[Collected data entries]
=-=-=-=-=
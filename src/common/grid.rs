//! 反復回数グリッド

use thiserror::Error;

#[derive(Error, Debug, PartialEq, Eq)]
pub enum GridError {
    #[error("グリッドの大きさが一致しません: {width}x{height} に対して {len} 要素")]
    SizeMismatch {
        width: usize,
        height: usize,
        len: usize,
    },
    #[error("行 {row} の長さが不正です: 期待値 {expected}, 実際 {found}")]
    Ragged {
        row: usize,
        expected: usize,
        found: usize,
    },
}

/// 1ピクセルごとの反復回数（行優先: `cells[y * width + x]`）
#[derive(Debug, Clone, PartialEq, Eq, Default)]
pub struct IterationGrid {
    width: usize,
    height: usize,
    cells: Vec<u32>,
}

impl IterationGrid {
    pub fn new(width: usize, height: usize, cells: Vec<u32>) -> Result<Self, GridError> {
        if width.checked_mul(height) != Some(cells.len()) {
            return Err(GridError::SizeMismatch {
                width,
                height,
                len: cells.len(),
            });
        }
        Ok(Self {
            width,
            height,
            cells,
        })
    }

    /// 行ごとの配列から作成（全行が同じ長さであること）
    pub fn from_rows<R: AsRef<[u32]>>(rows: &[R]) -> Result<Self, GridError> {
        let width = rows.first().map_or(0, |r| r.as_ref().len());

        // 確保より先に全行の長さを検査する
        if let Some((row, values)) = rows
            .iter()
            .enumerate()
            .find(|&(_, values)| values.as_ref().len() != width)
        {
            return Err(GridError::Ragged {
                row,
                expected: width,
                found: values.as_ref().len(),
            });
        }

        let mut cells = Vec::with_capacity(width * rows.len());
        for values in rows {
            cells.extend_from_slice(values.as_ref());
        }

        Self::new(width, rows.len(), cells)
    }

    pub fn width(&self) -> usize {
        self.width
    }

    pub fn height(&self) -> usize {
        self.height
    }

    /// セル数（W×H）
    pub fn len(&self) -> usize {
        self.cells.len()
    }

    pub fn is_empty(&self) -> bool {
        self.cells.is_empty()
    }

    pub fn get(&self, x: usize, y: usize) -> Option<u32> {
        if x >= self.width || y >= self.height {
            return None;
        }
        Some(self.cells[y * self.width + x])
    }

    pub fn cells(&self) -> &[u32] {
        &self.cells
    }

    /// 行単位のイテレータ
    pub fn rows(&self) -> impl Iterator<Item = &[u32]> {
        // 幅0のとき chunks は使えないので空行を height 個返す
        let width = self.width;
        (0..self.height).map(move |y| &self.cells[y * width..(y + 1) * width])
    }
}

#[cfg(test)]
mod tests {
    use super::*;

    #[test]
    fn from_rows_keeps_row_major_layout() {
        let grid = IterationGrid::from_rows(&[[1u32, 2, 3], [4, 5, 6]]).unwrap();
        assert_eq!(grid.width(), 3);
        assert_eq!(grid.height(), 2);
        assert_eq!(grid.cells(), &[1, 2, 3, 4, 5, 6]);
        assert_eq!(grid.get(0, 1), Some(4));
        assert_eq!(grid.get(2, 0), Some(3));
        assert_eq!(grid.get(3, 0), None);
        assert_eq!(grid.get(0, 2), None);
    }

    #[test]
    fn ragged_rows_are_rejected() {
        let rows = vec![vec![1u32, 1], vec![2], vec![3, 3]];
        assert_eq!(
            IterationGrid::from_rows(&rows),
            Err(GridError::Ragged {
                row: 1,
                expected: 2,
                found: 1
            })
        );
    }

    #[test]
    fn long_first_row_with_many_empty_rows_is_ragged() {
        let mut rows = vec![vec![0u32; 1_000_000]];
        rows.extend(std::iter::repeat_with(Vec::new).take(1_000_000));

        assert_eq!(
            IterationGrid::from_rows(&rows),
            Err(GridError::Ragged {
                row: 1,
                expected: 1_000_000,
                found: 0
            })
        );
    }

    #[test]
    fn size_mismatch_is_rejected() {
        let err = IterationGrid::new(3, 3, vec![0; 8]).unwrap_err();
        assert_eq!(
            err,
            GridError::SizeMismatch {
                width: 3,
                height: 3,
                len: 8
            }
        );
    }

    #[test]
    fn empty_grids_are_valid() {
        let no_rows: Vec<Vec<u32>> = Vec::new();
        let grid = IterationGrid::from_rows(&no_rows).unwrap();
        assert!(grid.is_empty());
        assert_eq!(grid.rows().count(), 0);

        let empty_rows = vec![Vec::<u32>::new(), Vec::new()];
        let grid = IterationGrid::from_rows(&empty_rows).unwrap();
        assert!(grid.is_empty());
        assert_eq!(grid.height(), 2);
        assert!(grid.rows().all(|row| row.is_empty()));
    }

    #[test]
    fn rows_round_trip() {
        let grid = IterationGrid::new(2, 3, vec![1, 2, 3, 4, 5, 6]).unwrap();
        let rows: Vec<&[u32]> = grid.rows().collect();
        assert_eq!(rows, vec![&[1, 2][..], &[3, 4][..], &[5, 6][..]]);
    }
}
=-=-=-=-=
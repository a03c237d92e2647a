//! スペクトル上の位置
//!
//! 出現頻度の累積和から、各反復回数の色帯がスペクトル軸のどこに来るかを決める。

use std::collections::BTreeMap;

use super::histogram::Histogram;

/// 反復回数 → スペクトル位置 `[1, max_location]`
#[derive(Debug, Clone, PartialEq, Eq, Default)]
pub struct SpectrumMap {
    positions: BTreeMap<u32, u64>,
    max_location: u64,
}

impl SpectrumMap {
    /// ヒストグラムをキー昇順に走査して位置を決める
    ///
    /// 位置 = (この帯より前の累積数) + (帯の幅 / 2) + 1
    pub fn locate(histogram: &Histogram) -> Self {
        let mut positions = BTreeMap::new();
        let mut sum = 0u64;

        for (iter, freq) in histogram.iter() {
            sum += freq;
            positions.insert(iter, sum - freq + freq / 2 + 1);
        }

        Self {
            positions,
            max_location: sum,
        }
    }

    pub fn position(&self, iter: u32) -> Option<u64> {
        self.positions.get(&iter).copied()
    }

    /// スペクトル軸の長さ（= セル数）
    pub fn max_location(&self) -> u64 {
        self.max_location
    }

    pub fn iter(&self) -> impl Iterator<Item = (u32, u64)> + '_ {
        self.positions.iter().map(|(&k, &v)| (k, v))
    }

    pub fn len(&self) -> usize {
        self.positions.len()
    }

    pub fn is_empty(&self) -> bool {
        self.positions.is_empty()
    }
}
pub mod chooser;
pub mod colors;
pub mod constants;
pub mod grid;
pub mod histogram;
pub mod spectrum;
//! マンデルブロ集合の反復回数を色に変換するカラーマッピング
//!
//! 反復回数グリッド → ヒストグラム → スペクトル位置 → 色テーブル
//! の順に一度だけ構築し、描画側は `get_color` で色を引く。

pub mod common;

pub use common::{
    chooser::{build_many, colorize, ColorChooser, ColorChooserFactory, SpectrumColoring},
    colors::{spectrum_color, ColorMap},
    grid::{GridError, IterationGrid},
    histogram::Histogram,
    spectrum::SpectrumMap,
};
=-=-=-=-=
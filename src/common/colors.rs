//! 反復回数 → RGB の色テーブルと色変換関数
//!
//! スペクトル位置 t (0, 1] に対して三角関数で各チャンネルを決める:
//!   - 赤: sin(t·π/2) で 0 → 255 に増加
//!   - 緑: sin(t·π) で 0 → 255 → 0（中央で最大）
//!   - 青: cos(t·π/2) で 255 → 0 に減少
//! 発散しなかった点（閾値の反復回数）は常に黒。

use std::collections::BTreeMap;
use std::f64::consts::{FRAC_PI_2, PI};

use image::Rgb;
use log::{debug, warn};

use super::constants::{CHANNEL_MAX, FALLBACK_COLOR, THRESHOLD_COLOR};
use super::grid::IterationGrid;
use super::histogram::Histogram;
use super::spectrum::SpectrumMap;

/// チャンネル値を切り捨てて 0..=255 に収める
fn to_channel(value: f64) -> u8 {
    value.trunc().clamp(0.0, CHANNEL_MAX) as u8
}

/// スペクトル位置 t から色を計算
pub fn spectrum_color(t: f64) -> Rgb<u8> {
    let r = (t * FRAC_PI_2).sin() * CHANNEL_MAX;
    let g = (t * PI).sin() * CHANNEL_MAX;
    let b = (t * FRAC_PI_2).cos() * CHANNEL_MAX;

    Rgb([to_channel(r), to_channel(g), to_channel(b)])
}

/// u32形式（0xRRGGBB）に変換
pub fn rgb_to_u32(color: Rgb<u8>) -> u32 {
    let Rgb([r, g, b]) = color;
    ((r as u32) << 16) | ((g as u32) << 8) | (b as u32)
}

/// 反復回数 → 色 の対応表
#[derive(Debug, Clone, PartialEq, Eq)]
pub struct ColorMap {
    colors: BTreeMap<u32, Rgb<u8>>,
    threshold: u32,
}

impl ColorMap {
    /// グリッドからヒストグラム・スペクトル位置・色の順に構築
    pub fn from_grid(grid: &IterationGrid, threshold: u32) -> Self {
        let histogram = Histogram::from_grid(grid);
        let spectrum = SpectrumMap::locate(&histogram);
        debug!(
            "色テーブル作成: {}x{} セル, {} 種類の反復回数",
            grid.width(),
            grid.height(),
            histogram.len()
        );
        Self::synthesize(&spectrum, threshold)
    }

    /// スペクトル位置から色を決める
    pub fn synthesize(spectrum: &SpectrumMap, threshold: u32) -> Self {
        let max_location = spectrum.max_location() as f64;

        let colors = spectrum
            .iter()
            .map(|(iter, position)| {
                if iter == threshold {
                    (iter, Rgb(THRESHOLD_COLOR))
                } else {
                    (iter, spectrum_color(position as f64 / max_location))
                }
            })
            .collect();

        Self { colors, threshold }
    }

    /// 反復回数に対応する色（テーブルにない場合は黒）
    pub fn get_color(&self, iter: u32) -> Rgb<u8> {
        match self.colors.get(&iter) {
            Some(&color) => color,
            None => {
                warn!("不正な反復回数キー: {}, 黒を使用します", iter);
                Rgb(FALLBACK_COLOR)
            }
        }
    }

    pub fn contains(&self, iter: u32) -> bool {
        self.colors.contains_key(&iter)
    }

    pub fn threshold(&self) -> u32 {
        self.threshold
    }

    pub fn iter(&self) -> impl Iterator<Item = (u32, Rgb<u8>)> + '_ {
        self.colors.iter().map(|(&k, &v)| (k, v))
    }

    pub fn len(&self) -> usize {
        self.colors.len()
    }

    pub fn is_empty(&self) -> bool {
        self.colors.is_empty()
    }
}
=-=-=-=-=
For this exercise, return every line from the data that holds the string "warn".

use log::{debug, warn};
                warn!("不正な反復回数キー: {}, 黒を使用します", iter);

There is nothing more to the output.